RNIB is working closely with NHS providers to ensure the Standard is more consistently implemented across England. In Wales, Scotland and Northern Ireland, the charity is also working with providers to ensure they meet their legal obligations to provide blind and partially sighted people with accessible healthcare information.
For more information about RNIB’s #MyInfoMyWay campaign to make healthcare information accessible for blind and partially sighted people in health in social care settings, see the RNIB website.
Notes to editor
- RNIB carried out a study in 2022 into the quality of life and wellbeing for blind or partially sighted people on a broad range of topics, including healthcare. Receiving healthcare information in a preferred format was overwhelmingly endorsed as being important by the 477 respondents, with 63% reporting it has a huge positive impact on their quality of life. However only 40% of respondents reported always being able to receive healthcare information in a format they are happy with.

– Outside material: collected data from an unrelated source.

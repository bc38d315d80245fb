// Copyright 2026 Phillip Cloud
// Licensed under the Apache License, Version 2.0

use anyhow::Result;
use rediscope_app::{Command, ErrorKind, Event, HandleId, Operation};
use rediscope_store::{KeyValueStore, StoreError, StoreResult, fetch_value};
use std::collections::HashMap;
use std::sync::Arc;
use std::sync::mpsc::Sender;
use std::thread;

/// Destination for copied values.
pub trait ClipboardSink {
    fn copy(&mut self, text: &str) -> Result<()>;
}

/// Results delivered back to the loop. A verified database switch carries
/// the new store so the loop can register it before the session sees it.
pub enum InternalEvent {
    Session(Event),
    Switched {
        index: u16,
        store: Arc<dyn KeyValueStore>,
    },
}

/// Runs session commands. Store work happens on worker threads and reports
/// back through `tx`; handles are resolved at execution time.
pub struct Executor {
    stores: HashMap<HandleId, Arc<dyn KeyValueStore>>,
    next_handle: HandleId,
    clipboard: Box<dyn ClipboardSink>,
    tx: Sender<InternalEvent>,
}

impl Executor {
    pub fn new(clipboard: Box<dyn ClipboardSink>, tx: Sender<InternalEvent>) -> Self {
        Self {
            stores: HashMap::new(),
            next_handle: HandleId::new(1),
            clipboard,
            tx,
        }
    }

    pub fn register(&mut self, store: Arc<dyn KeyValueStore>) -> HandleId {
        let handle = self.next_handle;
        self.next_handle = handle.next();
        self.stores.insert(handle, store);
        handle
    }

    /// Drops every handle except `active`. Workers still holding a store keep
    /// it alive until they finish.
    pub fn retain_only(&mut self, active: HandleId) {
        self.stores.retain(|handle, _| *handle == active);
    }

    pub fn handle_count(&self) -> usize {
        self.stores.len()
    }

    /// Starts `command`. Returns `true` when the session asked to quit.
    pub fn execute(&mut self, command: Command) -> bool {
        match command {
            Command::Quit => return true,
            Command::ExpireNotification { id, after } => {
                let tx = self.tx.clone();
                thread::spawn(move || {
                    thread::sleep(after);
                    let _ = tx.send(InternalEvent::Session(Event::NotificationExpired(id)));
                });
            }
            Command::CopyToClipboard { text } => {
                let event = match self.clipboard.copy(&text) {
                    Ok(()) => Event::Copied,
                    Err(error) => {
                        tracing::warn!(error = %format!("{error:#}"), "clipboard copy failed");
                        Event::OperationFailed {
                            operation: Operation::CopyToClipboard,
                            kind: ErrorKind::Clipboard,
                            message: format!("{error:#}"),
                        }
                    }
                };
                let _ = self.tx.send(InternalEvent::Session(event));
            }
            Command::ListKeys {
                listing,
                handle,
                pattern,
                cursor,
                count,
            } => self.spawn(handle, Operation::ListKeys { listing }, move |store| {
                let page = store.scan_keys(&pattern, cursor, count)?;
                Ok(Event::KeysListed { listing, page })
            }),
            Command::FetchValue { handle, key } => {
                let operation = Operation::FetchValue { key: key.clone() };
                self.spawn(handle, operation, move |store| {
                    let (payload, ttl) = fetch_value(store, &key)?;
                    Ok(Event::ValueFetched {
                        handle,
                        key,
                        payload,
                        ttl,
                    })
                });
            }
            Command::SetValue { handle, key, value } => {
                let operation = Operation::SetValue { key: key.clone() };
                self.spawn(handle, operation, move |store| {
                    store.set_value(&key, &value)?;
                    Ok(Event::ValueSet { handle, key, value })
                });
            }
            Command::DeleteKey { handle, key } => {
                let operation = Operation::DeleteKey { key: key.clone() };
                self.spawn(handle, operation, move |store| {
                    store.delete_keys(std::slice::from_ref(&key))?;
                    Ok(Event::KeyDeleted { handle, key })
                });
            }
            Command::BulkDelete { handle, keys } => {
                let operation = Operation::BulkDelete { count: keys.len() };
                self.spawn(handle, operation, move |store| {
                    store.delete_keys(&keys)?;
                    Ok(Event::KeysDeleted { handle, keys })
                });
            }
            Command::SwitchDatabase { handle, index } => self.switch_database(handle, index),
        }
        false
    }

    fn spawn<F>(&self, handle: HandleId, operation: Operation, work: F)
    where
        F: FnOnce(&dyn KeyValueStore) -> StoreResult<Event> + Send + 'static,
    {
        let tx = self.tx.clone();
        let Some(store) = self.stores.get(&handle).cloned() else {
            let _ = tx.send(InternalEvent::Session(stale_handle(operation, handle)));
            return;
        };

        thread::spawn(move || {
            let event = match work(store.as_ref()) {
                Ok(event) => event,
                Err(error) => failure(operation, &error),
            };
            let _ = tx.send(InternalEvent::Session(event));
        });
    }

    fn switch_database(&self, handle: HandleId, index: u16) {
        let tx = self.tx.clone();
        let operation = Operation::SwitchDatabase { index };
        let Some(store) = self.stores.get(&handle).cloned() else {
            let _ = tx.send(InternalEvent::Session(stale_handle(operation, handle)));
            return;
        };

        thread::spawn(move || {
            let opened = store.with_database(index).and_then(|next| {
                next.ping()?;
                Ok(next)
            });
            let event = match opened {
                Ok(next) => {
                    tracing::info!(index, endpoint = %next.endpoint(), "switched database");
                    InternalEvent::Switched {
                        index,
                        store: Arc::from(next),
                    }
                }
                Err(error) => InternalEvent::Session(failure(operation, &error)),
            };
            let _ = tx.send(event);
        });
    }
}

fn failure(operation: Operation, error: &StoreError) -> Event {
    tracing::warn!(operation = operation.label(), %error, "store command failed");
    Event::OperationFailed {
        operation,
        kind: error.kind(),
        message: error.to_string(),
    }
}

fn stale_handle(operation: Operation, handle: HandleId) -> Event {
    tracing::warn!(operation = operation.label(), %handle, "command for released handle");
    Event::OperationFailed {
        operation,
        kind: ErrorKind::Connection,
        message: format!("connection handle {handle} is no longer open"),
    }
}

- Sign Health Review of the NHS Accessible Information Standard, which RNIB was among contributors to, February 2022
- Cost of missed GP appointments NHS England, 2 January 2019
- Last year, Healthwatch England uncovered that only a third, 35%, of health and social care providers that replied to their Freedom of Information request fully complied with the Accessible Information Standard, including asking about people’s communication needs and then acting on this information. : https://www.healthwatch.co.uk/news/2022-02-21/accessible-information-standard-findings-our-foi-requests
The Accessible Information Standard covers England, and although frameworks for ensuring patients communication needs are met differ across the devolved nations, similar issues are being encountered by blind and partially sighted health service users in Wales, Scotland and Northern Ireland.
We are the Royal National Institute of Blind People (RNIB).
Every six minutes, someone in the UK begins to lose their sight. RNIB is taking a stand against exclusion, inequality, and isolation to create a world without barriers where people with sight loss can lead full lives. A different world where society values blind and partially sighted people not for the disabilities they’ve overcome, but for the people they are.